### [TASK DIRECTIONS]
I need the lines below from the one with "its own state." down to the one with "the caller's sticky" reproduced exactly, both ends included, and nothing else.

### [EXCERPTED RECORDS]
# # #

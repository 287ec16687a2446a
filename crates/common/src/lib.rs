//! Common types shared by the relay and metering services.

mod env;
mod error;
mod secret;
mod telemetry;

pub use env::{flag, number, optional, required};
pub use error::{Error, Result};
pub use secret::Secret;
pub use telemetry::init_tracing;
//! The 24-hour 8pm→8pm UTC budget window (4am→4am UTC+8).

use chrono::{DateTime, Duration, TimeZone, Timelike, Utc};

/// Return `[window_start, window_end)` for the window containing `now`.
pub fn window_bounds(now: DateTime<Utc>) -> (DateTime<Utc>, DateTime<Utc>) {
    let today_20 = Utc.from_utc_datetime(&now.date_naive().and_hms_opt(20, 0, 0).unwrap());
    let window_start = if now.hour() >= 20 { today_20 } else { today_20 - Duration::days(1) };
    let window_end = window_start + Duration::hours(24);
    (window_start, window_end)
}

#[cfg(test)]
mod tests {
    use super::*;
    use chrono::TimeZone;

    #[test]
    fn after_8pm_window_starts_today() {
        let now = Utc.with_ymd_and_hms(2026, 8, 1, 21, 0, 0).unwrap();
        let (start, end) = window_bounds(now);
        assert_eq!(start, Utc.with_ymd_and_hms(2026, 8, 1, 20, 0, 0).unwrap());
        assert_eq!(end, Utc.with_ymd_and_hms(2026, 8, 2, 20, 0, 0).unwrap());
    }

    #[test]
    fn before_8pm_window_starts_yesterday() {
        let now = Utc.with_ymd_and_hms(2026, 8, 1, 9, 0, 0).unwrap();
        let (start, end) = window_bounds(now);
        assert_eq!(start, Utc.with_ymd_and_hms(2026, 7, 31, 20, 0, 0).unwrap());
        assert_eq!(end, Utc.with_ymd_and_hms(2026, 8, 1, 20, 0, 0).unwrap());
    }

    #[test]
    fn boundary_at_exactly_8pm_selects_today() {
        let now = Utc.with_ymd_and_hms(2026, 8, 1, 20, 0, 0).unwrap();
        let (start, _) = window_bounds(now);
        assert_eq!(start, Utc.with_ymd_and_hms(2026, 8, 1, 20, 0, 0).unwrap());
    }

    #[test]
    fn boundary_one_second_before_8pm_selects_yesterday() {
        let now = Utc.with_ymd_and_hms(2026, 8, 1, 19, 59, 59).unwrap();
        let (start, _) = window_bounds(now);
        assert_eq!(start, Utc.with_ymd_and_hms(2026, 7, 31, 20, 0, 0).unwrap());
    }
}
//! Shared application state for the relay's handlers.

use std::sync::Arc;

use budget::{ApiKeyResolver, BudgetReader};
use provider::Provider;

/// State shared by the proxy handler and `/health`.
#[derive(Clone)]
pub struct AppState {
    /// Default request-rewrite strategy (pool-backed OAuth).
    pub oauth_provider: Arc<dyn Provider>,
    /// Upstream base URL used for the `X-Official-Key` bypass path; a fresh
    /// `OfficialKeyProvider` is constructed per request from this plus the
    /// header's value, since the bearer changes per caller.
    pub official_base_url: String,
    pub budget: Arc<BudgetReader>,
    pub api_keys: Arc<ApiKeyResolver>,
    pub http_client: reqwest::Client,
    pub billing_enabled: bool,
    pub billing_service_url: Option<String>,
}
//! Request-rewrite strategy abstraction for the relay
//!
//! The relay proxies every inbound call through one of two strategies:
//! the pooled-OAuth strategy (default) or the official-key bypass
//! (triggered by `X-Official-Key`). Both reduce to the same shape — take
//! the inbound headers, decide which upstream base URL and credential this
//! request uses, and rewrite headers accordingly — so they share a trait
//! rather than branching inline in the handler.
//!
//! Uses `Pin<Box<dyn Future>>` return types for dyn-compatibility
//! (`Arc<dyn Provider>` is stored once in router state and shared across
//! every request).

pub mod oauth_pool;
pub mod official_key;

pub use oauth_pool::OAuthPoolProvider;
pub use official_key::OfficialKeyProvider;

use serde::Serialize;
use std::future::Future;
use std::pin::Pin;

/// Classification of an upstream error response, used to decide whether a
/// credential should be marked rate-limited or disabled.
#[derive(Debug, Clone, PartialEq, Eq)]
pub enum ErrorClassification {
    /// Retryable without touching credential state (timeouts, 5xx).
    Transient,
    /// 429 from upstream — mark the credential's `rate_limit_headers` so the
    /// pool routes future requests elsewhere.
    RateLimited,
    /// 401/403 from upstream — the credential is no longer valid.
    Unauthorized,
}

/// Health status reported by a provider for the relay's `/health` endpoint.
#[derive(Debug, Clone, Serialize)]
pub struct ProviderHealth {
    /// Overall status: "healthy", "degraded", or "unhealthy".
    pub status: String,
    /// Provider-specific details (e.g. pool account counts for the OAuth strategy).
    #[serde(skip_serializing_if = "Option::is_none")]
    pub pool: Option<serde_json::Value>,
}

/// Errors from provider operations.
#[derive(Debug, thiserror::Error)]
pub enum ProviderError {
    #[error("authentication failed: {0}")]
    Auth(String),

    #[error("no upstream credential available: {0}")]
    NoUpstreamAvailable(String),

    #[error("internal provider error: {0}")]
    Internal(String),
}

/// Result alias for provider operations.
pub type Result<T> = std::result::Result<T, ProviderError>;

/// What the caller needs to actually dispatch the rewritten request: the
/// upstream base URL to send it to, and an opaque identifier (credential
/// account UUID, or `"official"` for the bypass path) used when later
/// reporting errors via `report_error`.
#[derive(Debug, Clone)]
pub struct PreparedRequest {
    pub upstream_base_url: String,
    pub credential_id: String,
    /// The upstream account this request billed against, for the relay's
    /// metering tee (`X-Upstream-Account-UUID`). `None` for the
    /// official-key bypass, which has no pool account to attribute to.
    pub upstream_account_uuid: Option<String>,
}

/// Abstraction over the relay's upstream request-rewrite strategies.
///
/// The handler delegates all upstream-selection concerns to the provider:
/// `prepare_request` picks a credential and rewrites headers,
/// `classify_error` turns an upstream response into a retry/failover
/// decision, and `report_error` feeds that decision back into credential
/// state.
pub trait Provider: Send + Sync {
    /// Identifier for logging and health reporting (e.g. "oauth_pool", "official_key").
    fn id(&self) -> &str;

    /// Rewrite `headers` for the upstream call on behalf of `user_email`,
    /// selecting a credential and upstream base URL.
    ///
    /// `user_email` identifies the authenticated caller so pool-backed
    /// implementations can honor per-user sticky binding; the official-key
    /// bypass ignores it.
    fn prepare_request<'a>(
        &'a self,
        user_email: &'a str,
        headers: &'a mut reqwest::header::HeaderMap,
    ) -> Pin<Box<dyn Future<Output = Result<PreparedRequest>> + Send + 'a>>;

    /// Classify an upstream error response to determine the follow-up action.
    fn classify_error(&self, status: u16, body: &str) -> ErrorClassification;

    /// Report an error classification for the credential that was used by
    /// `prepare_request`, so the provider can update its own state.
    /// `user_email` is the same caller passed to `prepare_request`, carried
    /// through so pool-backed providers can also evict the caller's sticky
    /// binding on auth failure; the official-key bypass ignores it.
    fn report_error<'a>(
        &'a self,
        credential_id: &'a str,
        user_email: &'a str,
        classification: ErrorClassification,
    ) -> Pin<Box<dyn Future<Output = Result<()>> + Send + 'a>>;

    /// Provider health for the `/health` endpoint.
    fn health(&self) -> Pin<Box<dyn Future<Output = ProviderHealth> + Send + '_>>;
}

# # #

### [REPLY]
    /// `prepare_request`, so the provider can update its own state.
    /// `user_email` is the same caller passed to `prepare_request`, carried
    /// through so pool-backed providers can also evict the caller's sticky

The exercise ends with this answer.